Following the failed attempt, UK fund manager Terry Smith slammed Unilever’s unsuccessful bid for GSK Consumer Health, describing the offer as a “near-death experience” and urged the consumer goods company to reinforce its performance.
Smith wrote a letter to investors of his investment management firm Fundsmith, one of the major Unilever shareholders, saying that the London-based company failed to convey the clear benefits of the GSK Consumer Health deal.
“It seems to us that Unilever management’s response to its poor performance has been to utter meaningless platitudes to which it has now attempted to add major M&A activity. What could possibly go wrong?” said the letter.

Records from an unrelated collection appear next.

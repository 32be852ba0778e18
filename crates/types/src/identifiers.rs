//! Domain-specific identifier types.
//!
//! Round, event, and behaviour identifiers are interned `&'static str`
//! newtypes: the workflow graph is a static declaration, so its labels are
//! compile-time constants and identity is cheap pointer-wide equality.

use serde::{Deserialize, Serialize};
use std::fmt;

/// Stable identifier of a round, derived from its type.
#[derive(Debug, Clone, Copy, PartialEq, Eq, Hash, PartialOrd, Ord)]
pub struct RoundId(pub &'static str);

impl RoundId {
    /// Get the identifier as a string slice.
    pub fn as_str(&self) -> &'static str {
        self.0
    }
}

impl fmt::Display for RoundId {
    fn fmt(&self, f: &mut fmt::Formatter<'_>) -> fmt::Result {
        write!(f, "{}", self.0)
    }
}

/// Opaque label naming one outgoing transition edge of a round.
///
/// Events carry no payload; they are pure control signals resolved by a
/// round's end-of-block evaluation (e.g. `DONE`, `NO_MAJORITY`,
/// `ROUND_TIMEOUT`).
#[derive(Debug, Clone, Copy, PartialEq, Eq, Hash, PartialOrd, Ord)]
pub struct Event(pub &'static str);

impl Event {
    /// Get the label as a string slice.
    pub fn as_str(&self) -> &'static str {
        self.0
    }
}

impl fmt::Display for Event {
    fn fmt(&self, f: &mut fmt::Formatter<'_>) -> fmt::Result {
        write!(f, "{}", self.0)
    }
}

/// Identifier of an agent-local behaviour.
#[derive(Debug, Clone, Copy, PartialEq, Eq, Hash, PartialOrd, Ord)]
pub struct BehaviourId(pub &'static str);

impl fmt::Display for BehaviourId {
    fn fmt(&self, f: &mut fmt::Formatter<'_>) -> fmt::Result {
        write!(f, "{}", self.0)
    }
}

/// Agent address identifying the sender of a payload.
#[derive(Debug, Clone, PartialEq, Eq, Hash, PartialOrd, Ord, Serialize, Deserialize)]
pub struct Participant(pub String);

impl Participant {
    /// Create a participant from any string-like address.
    pub fn new(address: impl Into<String>) -> Self {
        Self(address.into())
    }

    /// Get the address as a string slice.
    pub fn as_str(&self) -> &str {
        &self.0
    }
}

impl fmt::Display for Participant {
    fn fmt(&self, f: &mut fmt::Formatter<'_>) -> fmt::Result {
        write!(f, "{}", self.0)
    }
}
//! Shared test fixtures for the Conclave crates.
//!
//! Provides a scriptable [`StubFeed`] standing in for the consensus engine
//! and instrumented [`ProbeBehaviour`]s whose lifecycle (instantiations,
//! ticks, clean-ups, submissions) is observable through a shared [`Probe`].

use conclave_scheduler::{Behaviour, BehaviourCx, BehaviourDef, ConsensusFeed, RecoveryStatus};
use conclave_types::{BehaviourId, RoundId, SynchronizedData, PARTICIPANTS_KEY};
use serde_json::{json, Value};
use std::cell::RefCell;
use std::rc::Rc;

/// A genesis snapshot whose participant set is `agent_0` .. `agent_{n-1}`.
pub fn snapshot_with_participants(n: usize) -> SynchronizedData {
    let addrs: Vec<Value> = (0..n).map(|i| json!(format!("agent_{i}"))).collect();
    SynchronizedData::new([(PARTICIPANTS_KEY.to_owned(), Value::Array(addrs))])
}

/// Scriptable consensus feed.
///
/// Tests mutate the public fields (or use the helpers) between scheduler
/// ticks to simulate round advancement and channel outages.
#[derive(Debug, Clone)]
pub struct StubFeed {
    pub healthy: bool,
    /// Recovery steps still needed before the channel heals.
    pub recovery_ticks: u32,
    pub round: Option<RoundId>,
    pub height: u64,
    pub data: SynchronizedData,
}

impl StubFeed {
    /// A healthy feed sitting in `round` at height 0.
    pub fn new(round: RoundId, data: SynchronizedData) -> Self {
        Self {
            healthy: true,
            recovery_ticks: 0,
            round: Some(round),
            height: 0,
            data,
        }
    }

    /// Report a round transition: new round, height + 1.
    pub fn advance_round(&mut self, round: RoundId) {
        self.round = Some(round);
        self.height += 1;
    }

    /// Take the channel down; it heals after `recovery_ticks` recovery
    /// steps.
    pub fn go_unhealthy(&mut self, recovery_ticks: u32) {
        self.healthy = false;
        self.recovery_ticks = recovery_ticks;
    }
}

impl ConsensusFeed for StubFeed {
    fn is_healthy(&self) -> bool {
        self.healthy
    }

    fn recover(&mut self) -> RecoveryStatus {
        if self.recovery_ticks > 0 {
            self.recovery_ticks -= 1;
            RecoveryStatus::InProgress
        } else {
            self.healthy = true;
            RecoveryStatus::Recovered
        }
    }

    fn current_round(&self) -> Option<RoundId> {
        self.round
    }

    fn round_height(&self) -> u64 {
        self.height
    }

    fn synchronized_data(&self) -> SynchronizedData {
        self.data.clone()
    }
}

/// Lifecycle counters recorded by [`ProbeBehaviour`]s sharing one probe.
#[derive(Debug, Default, Clone, PartialEq, Eq)]
pub struct ProbeCounters {
    pub instantiated: u32,
    pub ticks: u32,
    pub cleanups: u32,
    pub submissions: u32,
}

/// Shared handle to probe counters. Clone freely; all clones observe the
/// same counters.
#[derive(Debug, Default, Clone)]
pub struct Probe(Rc<RefCell<ProbeCounters>>);

impl Probe {
    pub fn new() -> Self {
        Self::default()
    }

    /// A snapshot of the counters.
    pub fn counters(&self) -> ProbeCounters {
        self.0.borrow().clone()
    }
}

/// Instrumented behaviour used to observe scheduler decisions.
pub struct ProbeBehaviour {
    id: BehaviourId,
    round: RoundId,
    probe: Probe,
    submit: Option<Value>,
    done_after: Option<u32>,
    ticks: u32,
    done: bool,
}

impl ProbeBehaviour {
    fn def(
        id: BehaviourId,
        round: RoundId,
        probe: &Probe,
        submit: Option<Value>,
        done_after: Option<u32>,
    ) -> BehaviourDef {
        let probe = probe.clone();
        BehaviourDef::new(id, round, move || {
            probe.0.borrow_mut().instantiated += 1;
            Box::new(ProbeBehaviour {
                id,
                round,
                probe: probe.clone(),
                submit: submit.clone(),
                done_after,
                ticks: 0,
                done: false,
            })
        })
    }
}

/// A behaviour that ticks forever without finishing.
pub fn probe_def(id: BehaviourId, round: RoundId, probe: &Probe) -> BehaviourDef {
    ProbeBehaviour::def(id, round, probe, None, None)
}

/// A behaviour that submits `value` on its first tick and never finishes.
pub fn submitting_def(
    id: BehaviourId,
    round: RoundId,
    probe: &Probe,
    value: Value,
) -> BehaviourDef {
    ProbeBehaviour::def(id, round, probe, Some(value), None)
}

/// A behaviour that reports done after `done_after` ticks.
pub fn finite_def(
    id: BehaviourId,
    round: RoundId,
    probe: &Probe,
    done_after: u32,
) -> BehaviourDef {
    ProbeBehaviour::def(id, round, probe, None, Some(done_after))
}

impl Behaviour for ProbeBehaviour {
    fn behaviour_id(&self) -> BehaviourId {
        self.id
    }

    fn matching_round(&self) -> RoundId {
        self.round
    }

    fn act(&mut self, cx: &mut BehaviourCx<'_>) {
        self.ticks += 1;
        self.probe.0.borrow_mut().ticks += 1;
        if self.ticks == 1 {
            if let Some(value) = self.submit.clone() {
                cx.submit_payload(self.round, value);
                self.probe.0.borrow_mut().submissions += 1;
            }
        }
        if let Some(done_after) = self.done_after {
            if self.ticks >= done_after {
                self.done = true;
            }
        }
    }

    fn clean_up(&mut self) {
        self.probe.0.borrow_mut().cleanups += 1;
    }

    fn is_done(&self) -> bool {
        self.done
    }

    fn set_done(&mut self) {
        self.done = true;
    }
}
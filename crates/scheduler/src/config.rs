//! Scheduler configuration surface.

use conclave_types::Event;
use indexmap::{IndexMap, IndexSet};
use std::time::Duration;

/// Recognized configuration options for one agent.
///
/// Loading (files, flags, environment) is the embedding's concern; this is
/// the validated in-memory form the scheduler builder consumes.
#[derive(Debug, Clone, Default)]
pub struct EngineConfig {
    /// Per-event timeout overrides applied on top of the app declaration.
    /// Overriding an event no edge emits is a construction-time error.
    pub event_timeout_overrides: IndexMap<Event, Duration>,

    /// Background apps to run, by name. `None` enables all attached
    /// background apps.
    pub enabled_background_apps: Option<IndexSet<String>>,
}

impl EngineConfig {
    /// Whether the named background app is enabled under this config.
    pub fn background_enabled(&self, name: &str) -> bool {
        match &self.enabled_background_apps {
            None => true,
            Some(enabled) => enabled.contains(name),
        }
    }
}
//! Same-payload-until-threshold round.

use crate::collection::Collection;
use crate::{Payload, PayloadError, Round, RoundInitError};
use conclave_types::{Event, Participant, QuorumStrategy, RoundId, SynchronizedData};
use indexmap::IndexMap;
use serde_json::Value;
use tracing::debug;

/// Configuration for [`CollectSameUntilThreshold`].
#[derive(Debug, Clone)]
pub struct SameThresholdConfig {
    /// Emitted when a non-null value reaches the threshold.
    pub done_event: Event,

    /// Emitted when the winning value is null (no sender had a result).
    pub none_event: Event,

    /// Emitted once no value can reach the threshold anymore.
    pub no_majority_event: Event,

    /// Snapshot key receiving the full sender-keyed collection.
    pub collection_key: &'static str,

    /// Snapshot key receiving the winning value.
    pub selection_key: &'static str,

    /// Threshold rule; defaults to the `> 2/3` quorum.
    pub quorum: QuorumStrategy,
}

/// Collects the same payload from a quorum of agents.
///
/// Resolves DONE once the most common value's tally reaches the quorum of
/// the participant set snapshotted at round start, and NO_MAJORITY as soon
/// as divergent votes make a quorum mathematically impossible.
#[derive(Debug)]
pub struct CollectSameUntilThreshold {
    collection: Collection,
    data: SynchronizedData,
    config: SameThresholdConfig,
}

impl CollectSameUntilThreshold {
    /// Create the round from the latest snapshot.
    pub fn new(
        id: RoundId,
        data: SynchronizedData,
        config: SameThresholdConfig,
    ) -> Result<Self, RoundInitError> {
        let collection = Collection::from_snapshot(id, &data)?;
        Ok(Self {
            collection,
            data,
            config,
        })
    }

    fn threshold(&self) -> usize {
        self.config
            .quorum
            .threshold(self.collection.participant_count())
    }

    /// The most common value so far, if any payload has been collected.
    pub fn most_voted(&self) -> Option<&Value> {
        self.collection.most_voted().map(|(value, _)| value)
    }
}

impl Round for CollectSameUntilThreshold {
    fn id(&self) -> RoundId {
        self.collection.round_id()
    }

    fn check_payload(&self, payload: &Payload) -> Result<(), PayloadError> {
        self.collection.check_same(payload)
    }

    fn process_payload(&mut self, payload: Payload) -> Result<(), PayloadError> {
        self.collection.record_same(payload)
    }

    fn end_of_block(&mut self) -> Option<(SynchronizedData, Event)> {
        let threshold = self.threshold();
        if let Some((value, count)) = self.collection.most_voted() {
            if count >= threshold {
                if value.is_null() {
                    return Some((self.data.clone(), self.config.none_event));
                }
                let winner = value.clone();
                let updated = self.data.update([
                    (
                        self.config.collection_key.to_owned(),
                        self.collection.as_json(),
                    ),
                    (self.config.selection_key.to_owned(), winner),
                ]);
                return Some((updated, self.config.done_event));
            }
        }
        if !self.collection.majority_possible(threshold) {
            debug!(
                round = %self.id(),
                collected = self.collection.len(),
                threshold,
                "no value can reach quorum anymore"
            );
            return Some((self.data.clone(), self.config.no_majority_event));
        }
        None
    }

    fn collection(&self) -> &IndexMap<Participant, Value> {
        self.collection.entries()
    }

    fn threshold_reached(&self) -> bool {
        self.collection
            .most_voted()
            .is_some_and(|(_, count)| count >= self.threshold())
    }
}
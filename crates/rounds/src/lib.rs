//! Round model for the Conclave consensus-workflow engine.
//!
//! A round is one quorum-gated step of the shared workflow. Agents submit
//! payloads; the round collects them and, once its resolution rule is met,
//! its end-of-block evaluation yields a new synchronized-data snapshot and
//! the event naming the outgoing transition edge.
//!
//! # Collection strategies
//!
//! - [`CollectSameUntilThreshold`]: same payload from a `> 2/3` quorum
//! - [`CollectDifferentUntilAll`]: a distinct payload from every participant
//! - [`CollectSameUntilAll`]: unanimity, with a settle window before finalizing
//! - [`OnlyKeeperSends`]: a single elected sender resolves the round alone
//! - [`Terminal`]: degenerate sink round used purely as a composition seam
//!
//! All strategies reject payloads from senders outside the participant set
//! snapshotted at round start, so a round never holds more payloads than
//! there are participants.

mod collection;
mod error;
mod keeper;
mod payload;
mod round;
mod same_threshold;
mod until_all;

pub use error::{PayloadError, RoundInitError};
pub use keeper::{KeeperConfig, OnlyKeeperSends};
pub use payload::Payload;
pub use round::{Round, Terminal};
pub use same_threshold::{CollectSameUntilThreshold, SameThresholdConfig};
pub use until_all::{
    CollectDifferentUntilAll, CollectSameUntilAll, DifferentUntilAllConfig, SameUntilAllConfig,
};
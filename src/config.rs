// src/config.rs

//! Manages router configuration: loading, defaults, and validation.

use crate::core::room::RoomId;
use crate::core::rules::Rule;
use anyhow::{Context, Result, anyhow};
use serde::{Deserialize, Serialize};
use std::fs;
use std::time::Duration;
use tracing::warn;

/// A statically configured route, opened as a session at startup.
#[derive(Serialize, Deserialize, Debug, Clone, PartialEq, Eq)]
pub struct RouteConfig {
    pub src: String,
    pub dst: String,
    /// The rule text; absent means every event is routed.
    #[serde(default)]
    pub rule: Option<String>,
}

impl RouteConfig {
    /// Parses the rule text, if any.
    pub fn parse_rule(&self) -> Result<Option<Rule>> {
        self.rule
            .as_deref()
            .map(Rule::parse)
            .transpose()
            .with_context(|| format!("invalid rule for route '{}' -> '{}'", self.src, self.dst))
    }
}

#[derive(Serialize, Deserialize, Debug, Clone)]
pub struct Config {
    /// The member name the router joins rooms under.
    #[serde(default = "default_bot_name")]
    pub bot_name: String,
    #[serde(default = "default_log_level")]
    pub log_level: String,
    #[serde(default = "default_worker_concurrency")]
    pub worker_concurrency: usize,
    /// Bounds the whole pool bring-up, from the first spawn to the last handshake.
    #[serde(default = "default_startup_timeout", with = "humantime_serde")]
    pub startup_timeout: Duration,
    /// Bounds reading one worker identity from an accepted connection.
    #[serde(default = "default_handshake_timeout", with = "humantime_serde")]
    pub handshake_timeout: Duration,
    #[serde(default = "default_max_frame_size")]
    pub max_frame_size: usize,
    #[serde(default = "default_worker_queue_capacity")]
    pub worker_queue_capacity: usize,
    #[serde(default)]
    pub routes: Vec<RouteConfig>,
}

fn default_bot_name() -> String {
    "roomgraph".to_string()
}
fn default_log_level() -> String {
    "info".to_string()
}
fn default_worker_concurrency() -> usize {
    1
}
fn default_startup_timeout() -> Duration {
    Duration::from_secs(30)
}
fn default_handshake_timeout() -> Duration {
    Duration::from_secs(10)
}
fn default_max_frame_size() -> usize {
    16 * 1024 * 1024 // 16 MiB
}
fn default_worker_queue_capacity() -> usize {
    64
}

impl Default for Config {
    fn default() -> Self {
        Self {
            bot_name: default_bot_name(),
            log_level: default_log_level(),
            worker_concurrency: default_worker_concurrency(),
            startup_timeout: default_startup_timeout(),
            handshake_timeout: default_handshake_timeout(),
            max_frame_size: default_max_frame_size(),
            worker_queue_capacity: default_worker_queue_capacity(),
            routes: Vec::new(),
        }
    }
}

impl Config {
    /// Creates a new `Config` instance by reading and parsing a TOML file.
    pub fn from_file(path: &str) -> Result<Self> {
        let contents = fs::read_to_string(path)
            .with_context(|| format!("Failed to read config file at '{path}'"))?;
        Self::from_toml_str(&contents).with_context(|| format!("Invalid config file '{path}'"))
    }

    /// Parses and validates a configuration from TOML text.
    pub fn from_toml_str(contents: &str) -> Result<Self> {
        let config: Config = toml::from_str(contents).context("Failed to parse TOML")?;
        config.validate()?;
        Ok(config)
    }

    /// Checks the configuration for values the router cannot run with.
    pub fn validate(&self) -> Result<()> {
        if self.bot_name.trim().is_empty() {
            return Err(anyhow!("bot_name cannot be empty"));
        }
        if self.worker_concurrency == 0 {
            return Err(anyhow!("worker_concurrency must be at least 1"));
        }
        if self.startup_timeout.is_zero() {
            return Err(anyhow!("startup_timeout cannot be 0"));
        }
        if self.handshake_timeout.is_zero() {
            return Err(anyhow!("handshake_timeout cannot be 0"));
        }
        if self.max_frame_size == 0 {
            return Err(anyhow!("max_frame_size cannot be 0"));
        }
        if self.worker_queue_capacity == 0 {
            return Err(anyhow!("worker_queue_capacity cannot be 0"));
        }
        if self.handshake_timeout > self.startup_timeout {
            warn!(
                "handshake_timeout ({:?}) exceeds startup_timeout ({:?}); the startup bound applies first.",
                self.handshake_timeout, self.startup_timeout
            );
        }

        for (i, route) in self.routes.iter().enumerate() {
            RoomId::parse(&route.src)
                .map_err(|e| anyhow!("invalid route #{}: src: {}", i + 1, e))?;
            RoomId::parse(&route.dst)
                .map_err(|e| anyhow!("invalid route #{}: dst: {}", i + 1, e))?;
            route
                .parse_rule()
                .with_context(|| format!("invalid route #{}", i + 1))?;
        }
        Ok(())
    }
}
// tests/integration/session_test.rs

use super::test_helpers::{
    DELIVERY_TIMEOUT, QUIET_PERIOD, TestContext, eventually, next_event, room,
};
use async_trait::async_trait;
use roomgraph::core::events::Event;
use roomgraph::core::room::RoomId;
use roomgraph::core::rules::Rule;
use roomgraph::core::transport::{
    JsonStanzaAdapter, LocalRoomTransport, RoomHandle, RoomSubscription, RoomTransport,
};
use roomgraph::core::RoomGraphError;
use std::sync::Arc;
use std::time::Duration;
use tokio_util::sync::CancellationToken;

#[tokio::test]
async fn test_close_stops_routing_and_leaves_rooms() {
    let ctx = TestContext::new(2).await;
    let mut dst = ctx.observe("dst").await;
    let sessions = ctx.graph.sessions();
    let session = sessions
        .open_session("src", "dst", None, &CancellationToken::new())
        .await
        .unwrap();
    assert_eq!(session.source(), Some(&room("src")));
    assert_eq!(session.destination(), Some(&room("dst")));
    assert_eq!(session.rule(), Some(&Rule::Anything));
    assert_eq!(sessions.active_sessions(), 1);
    assert_eq!(ctx.graph.rooms().len(), 2);

    ctx.publish("src", &Event::new().with("n", "1"));
    assert!(next_event(&mut dst, DELIVERY_TIMEOUT).await.is_some());

    sessions.close_session(session).await;
    assert_eq!(sessions.active_sessions(), 0);
    assert!(ctx.graph.rooms().is_empty());
    let hub = ctx.hub.clone();
    eventually(|| {
        let hub = hub.clone();
        async move { !hub.is_joined(&room("src")) }
    })
    .await;

    ctx.publish("src", &Event::new().with("n", "2"));
    assert_eq!(next_event(&mut dst, QUIET_PERIOD).await, None);
}

#[tokio::test]
async fn test_shared_rooms_are_reference_counted() {
    let ctx = TestContext::new(2).await;
    let mut dst = ctx.observe("dst").await;
    let sessions = ctx.graph.sessions();
    let cancel = CancellationToken::new();
    let spam = Rule::parse("type=spam").unwrap();

    let first = sessions
        .open_session("src", "dst", Some(spam.clone()), &cancel)
        .await
        .unwrap();
    let second = sessions
        .open_session("SRC", "Dst", Some(spam), &cancel)
        .await
        .unwrap();
    assert_eq!(sessions.active_sessions(), 2);
    assert_eq!(ctx.graph.rooms().subscribers(&room("src")), 2);
    assert_eq!(ctx.graph.rooms().subscribers(&room("dst")), 2);

    first.close().await;
    assert_eq!(ctx.graph.rooms().subscribers(&room("src")), 1);

    let event = Event::new().with("type", "spam");
    ctx.publish("src", &event);
    assert_eq!(next_event(&mut dst, DELIVERY_TIMEOUT).await, Some(event));
    assert_eq!(next_event(&mut dst, QUIET_PERIOD).await, None);

    second.close().await;
    assert!(ctx.graph.rooms().is_empty());
}

#[tokio::test]
async fn test_destination_only_room_is_not_classified() {
    let ctx = TestContext::new(1).await;
    let mut c = ctx.observe("c").await;
    let cancel = CancellationToken::new();
    let _ab = ctx.graph.sessions().open_session("a", "b", None, &cancel).await.unwrap();
    let _bc = ctx.graph.sessions().open_session("b", "c", None, &cancel).await.unwrap();
    let cb = ctx.graph.sessions().open_session("c", "b", None, &cancel).await.unwrap();

    // `c` is a source only through `cb`; once it closes, traffic in `c`
    // stops being routed even though the router stays joined to `c`.
    cb.close().await;
    assert_eq!(ctx.graph.rooms().subscribers(&room("c")), 1);

    let mut b = ctx.observe("b").await;
    ctx.publish("c", &Event::new().with("x", "1"));
    assert!(next_event(&mut c, DELIVERY_TIMEOUT).await.is_some());
    assert_eq!(next_event(&mut b, QUIET_PERIOD).await, None);
}

#[tokio::test]
async fn test_dropped_handle_is_closed_in_background() {
    let ctx = TestContext::new(1).await;
    let session = ctx
        .graph
        .sessions()
        .open_session("src", "dst", None, &CancellationToken::new())
        .await
        .unwrap();
    drop(session);

    let sessions = ctx.graph.sessions().clone();
    eventually(|| {
        let sessions = sessions.clone();
        async move { sessions.active_sessions() == 0 }
    })
    .await;
    let rooms = ctx.graph.rooms().clone();
    eventually(|| {
        let rooms = rooms.clone();
        async move { rooms.is_empty() }
    })
    .await;
}

#[tokio::test]
async fn test_invalid_room_acquires_nothing() {
    let ctx = TestContext::new(1).await;
    let err = ctx
        .graph
        .sessions()
        .open_session("src", "  ", None, &CancellationToken::new())
        .await
        .unwrap_err();
    assert!(matches!(err, RoomGraphError::InvalidRoom(_)));
    assert_eq!(ctx.graph.sessions().active_sessions(), 0);
    assert!(ctx.graph.rooms().is_empty());
}

#[tokio::test]
async fn test_cancelled_before_start_returns_stopped() {
    let ctx = TestContext::new(1).await;
    let cancel = CancellationToken::new();
    cancel.cancel();

    let err = ctx
        .graph
        .sessions()
        .open_session("src", "dst", None, &cancel)
        .await
        .unwrap_err();
    assert_eq!(err, RoomGraphError::Stopped);
    assert_eq!(ctx.graph.sessions().active_sessions(), 0);
    assert!(ctx.graph.rooms().is_empty());
}

/// Joining the room named `blackhole` never completes.
struct StuckJoinTransport {
    inner: Arc<LocalRoomTransport>,
}

#[async_trait]
impl RoomTransport for StuckJoinTransport {
    async fn join(&self, room: &RoomId, identity: &str) -> Result<RoomSubscription, RoomGraphError> {
        if room.as_str() == "blackhole" {
            futures::future::pending::<()>().await;
        }
        self.inner.join(room, identity).await
    }

    async fn leave(&self, handle: RoomHandle) {
        self.inner.leave(handle).await
    }

    async fn send(&self, handle: &RoomHandle, event: &Event) -> Result<(), RoomGraphError> {
        self.inner.send(handle, event).await
    }
}

#[tokio::test]
async fn test_cancellation_during_join_rolls_back() {
    let hub = Arc::new(LocalRoomTransport::new(Arc::new(JsonStanzaAdapter)));
    let stuck = Arc::new(StuckJoinTransport { inner: hub.clone() });
    let ctx = TestContext::with_transport(1, stuck, hub).await;
    let sessions = ctx.graph.sessions().clone();
    let cancel = CancellationToken::new();

    let opening = {
        let sessions = sessions.clone();
        let cancel = cancel.clone();
        tokio::spawn(async move { sessions.open_session("src", "blackhole", None, &cancel).await })
    };

    let rooms = ctx.graph.rooms().clone();
    eventually(|| {
        let rooms = rooms.clone();
        async move { rooms.subscribers(&RoomId::parse("src").unwrap()) == 1 }
    })
    .await;

    cancel.cancel();
    let outcome = tokio::time::timeout(Duration::from_secs(2), opening)
        .await
        .unwrap()
        .unwrap();
    assert_eq!(outcome.unwrap_err(), RoomGraphError::Stopped);
    assert_eq!(sessions.active_sessions(), 0);
    assert!(ctx.graph.rooms().is_empty());
    assert!(!ctx.hub.is_joined(&room("blackhole")));
}

#[tokio::test]
async fn test_abandoned_open_rolls_back() {
    let hub = Arc::new(LocalRoomTransport::new(Arc::new(JsonStanzaAdapter)));
    let stuck = Arc::new(StuckJoinTransport { inner: hub.clone() });
    let ctx = TestContext::with_transport(1, stuck, hub).await;
    let sessions = ctx.graph.sessions();

    // The token never fires; the caller gives up by dropping the future.
    let cancel = CancellationToken::new();
    let opening = sessions.open_session("src", "blackhole", None, &cancel);
    assert!(
        tokio::time::timeout(Duration::from_millis(200), opening)
            .await
            .is_err()
    );

    assert_eq!(ctx.graph.rooms().subscribers(&room("src")), 0);
    assert!(ctx.graph.rooms().is_empty());
    assert_eq!(sessions.active_sessions(), 0);
    let hub = ctx.hub.clone();
    eventually(|| {
        let hub = hub.clone();
        async move { !hub.is_joined(&room("src")) }
    })
    .await;
}

#[tokio::test]
async fn test_abandoned_open_leaves_no_rule_behind() {
    let ctx = TestContext::new(2).await;
    let mut dst = ctx.observe("dst").await;
    let sessions = ctx.graph.sessions();
    let cancel = CancellationToken::new();

    // Give up on the first open as soon as it has had one chance to run.
    let opening = sessions.open_session("src", "dst", None, &cancel);
    let _ = tokio::time::timeout(Duration::ZERO, opening).await;

    let rooms = ctx.graph.rooms().clone();
    eventually(|| {
        let rooms = rooms.clone();
        async move { rooms.is_empty() }
    })
    .await;

    // A narrower session on the same rooms must route only what it matches.
    let spam = Rule::parse("type=spam").unwrap();
    let _session = sessions
        .open_session("src", "dst", Some(spam), &cancel)
        .await
        .unwrap();
    ctx.publish("src", &Event::new().with("type", "ham"));
    assert_eq!(next_event(&mut dst, QUIET_PERIOD).await, None);
}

A few days later, it was reported that Nelson Peltz increased his stake in Unilever, raising the pressure on the consumer goods company. The move came just a few months after stepping down from the board of Unilever’s rival Procter & Gamble, where he also pushed for operational changes as an activist investor.
Unilever announced shortly afterward that it would cut roughly 1,500 management jobs and focus on revamping its business to concentrate on five primary product areas in an effort to spur growth.
Last month, Unilever said it hiked prices by more than 8% in the first fiscal quarter and warned of additional hikes in the future after the company raised its cost inflation forecast for the second half of 2022 following Russia’s invasion of Ukraine.
Unilever said it expected cost inflation of up to $2.8 billion during the period from July to December, almost double its previous outlook of $1.6 billion. The company posted a 1% decline in Q1 sales volumes, raising concerns that this could indicate that consumers were shifting towards cheaper own brands.
Barclays analyst Warren Ackerman said he expects Unilever’s full-year costs to quadruple compared to last year, and that’s why the consumer goods company expects additional price hikes in the future.
Unilever stock price is trading higher this week on news activist investor Nelson Peltz will join the board of the company. Unilever accepted to offer a board seat to Peltz as it tries to improve revenue growth.